Endless Arguments (Day 38, Year 2)

Guess what?! 

You'll never guess!?

It's like so shocking. 

I'll give you a clue. . .it involves something COVID-y and something you wear. . and it is not your smile, because no one can see your smile. . because it involves. . .


But that isn't the guess what. . .the guess what is:


I would say I cannot believe it; but I totally can. Human beings are very repetitive and very passionate. My children are still arguing over a box of candy someone received for their 6th birthday and someone else ate. They will argue over this to the end of time. There will be no winner. And at some point one of them will realize that no one will ever win. 

So then they will take a deep breath and start the argument anew, citing new evidence ("You are the one who always had cavities."), victim impact statements ("I am now afraid someone will steal my things and I don't feel safe.") and fabricated facts ("I have you on camera"). 

Like the mask argument, it is one that will never end. 

I now have "This is the song that never ends. . ." trapped in my head on repeat. If you don't know the lyrics, I can sing them to you. 

Anyway, I think nearly all arguments are a never ending (often boring, arduous, exhausting) story. Here are some of my favorite endless arguments:

1.  The Location of the Center of the Bed

This argument is hyper local to my home. I say the center of the bed is the actual center when you measure the full width of the bed and divide that number in half. My husband says the center of the bed is where his pointy elbow is shoved into my head on my HALF OF THE BED. 

He won't allow we to get out a measuring tape at bedtime. I am ordering once from Amazon to keep under my pillow. 

2. The Length of Time that is Equivalent to "Just a Minute"

My son often says "Just a minute," then sometimes an entire week will go by or other times it is more like an hour. I've suggested that a minute is 60 seconds and an actual measurable amount of time. He says I am wrong and "Just a minute" is "whatever he wants it to be, so leave me alone."

3. Wordle

When Wordle first dropped on the scene, I thought it was something that would bring us all together. Of course, I was naive. In the past two weeks, I've had several, heated Wordle debates with friends and then one family member who claims one of the Wordle words is not a real word and is ready to blow up the entire conspiracy at Merriam Webster. (She is terrifying.) There is fighting about which word to begin with; what time of day to complete the Wordle; why isn't there more than one Wordle a day. 

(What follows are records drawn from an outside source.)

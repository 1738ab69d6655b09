//! Saga error types.

use channel::ChannelError;
use common::{ErrorKind, OrderId, SagaId};
use saga_store::{SagaStep, SagaStoreError};
use thiserror::Error;

/// Why a single forward step failed.
#[derive(Debug, Error)]
pub enum StepError {
    /// The participant rejected the command, or no reply came back in time.
    #[error(transparent)]
    Channel(#[from] ChannelError),

    /// The saga log could not be written around the step.
    #[error("Saga store error: {0}")]
    Store(#[from] SagaStoreError),
}

impl StepError {
    pub fn kind(&self) -> ErrorKind {
        match self {
            StepError::Channel(err) => err.kind(),
            StepError::Store(_) => ErrorKind::Internal,
        }
    }
}

/// Errors that can occur during saga operations.
#[derive(Debug, Error)]
pub enum SagaError {
    /// The checkout request failed shape validation. No saga was started.
    #[error("Invalid checkout request: {0}")]
    InvalidRequest(String),

    /// A forward step failed. Compensation has already been attempted.
    #[error("{source}")]
    StepFailed {
        saga_id: SagaId,
        order_id: OrderId,
        step: SagaStep,
        #[source]
        source: StepError,
    },

    #[error("Saga not found: {0}")]
    NotFound(SagaId),

    /// A direct participant query failed.
    #[error("Participant error: {0}")]
    Channel(#[from] ChannelError),

    #[error("Saga store error: {0}")]
    Store(#[from] SagaStoreError),
}

impl SagaError {
    /// Classifies the failure, looking through to the triggering error.
    pub fn kind(&self) -> ErrorKind {
        match self {
            SagaError::InvalidRequest(_) => ErrorKind::Invalid,
            SagaError::StepFailed { source, .. } => source.kind(),
            SagaError::NotFound(_) | SagaError::Store(SagaStoreError::NotFound(_)) => {
                ErrorKind::NotFound
            }
            SagaError::Channel(err) => err.kind(),
            SagaError::Store(_) => ErrorKind::Internal,
        }
    }
}

/// Convenience type alias for saga results.
pub type Result<T> = std::result::Result<T, SagaError>;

I've told everyone with a gripe to head to Sweardle. If you know today's Sweardle, well, you are more depraved than I thought possible and let's be besties. 

4. The Super Bowl

There is always some drama around the Super Bowl. This year, as the ENTIRE FREAKING WORLD KNOWS, it is in person. This makes people angry and happy. I am sure there will be something wrong at half-time and even if there is not, people will argue about past half-times. The commercial will be both amazing in a good way and a bad way. 

I am only participating in this ritual for the food. Which is something else people could fight over, but luckily my fried pickles are so good that everyone's mouth should be too full! 

5. The Origin of the Loud Booms

This might be a highly local Haddon Twp. argument. There are these loud booms that seem to occur at random and as their official name dictates, they are loud. There are several theories, all of them exhausting and all them debated, heavily in a variety of community groups, including the one that encourages ranting.

In fact, I might head to the ranting group now, to start an argument over trash pick up and lawn debris bundling. This one really gets people going!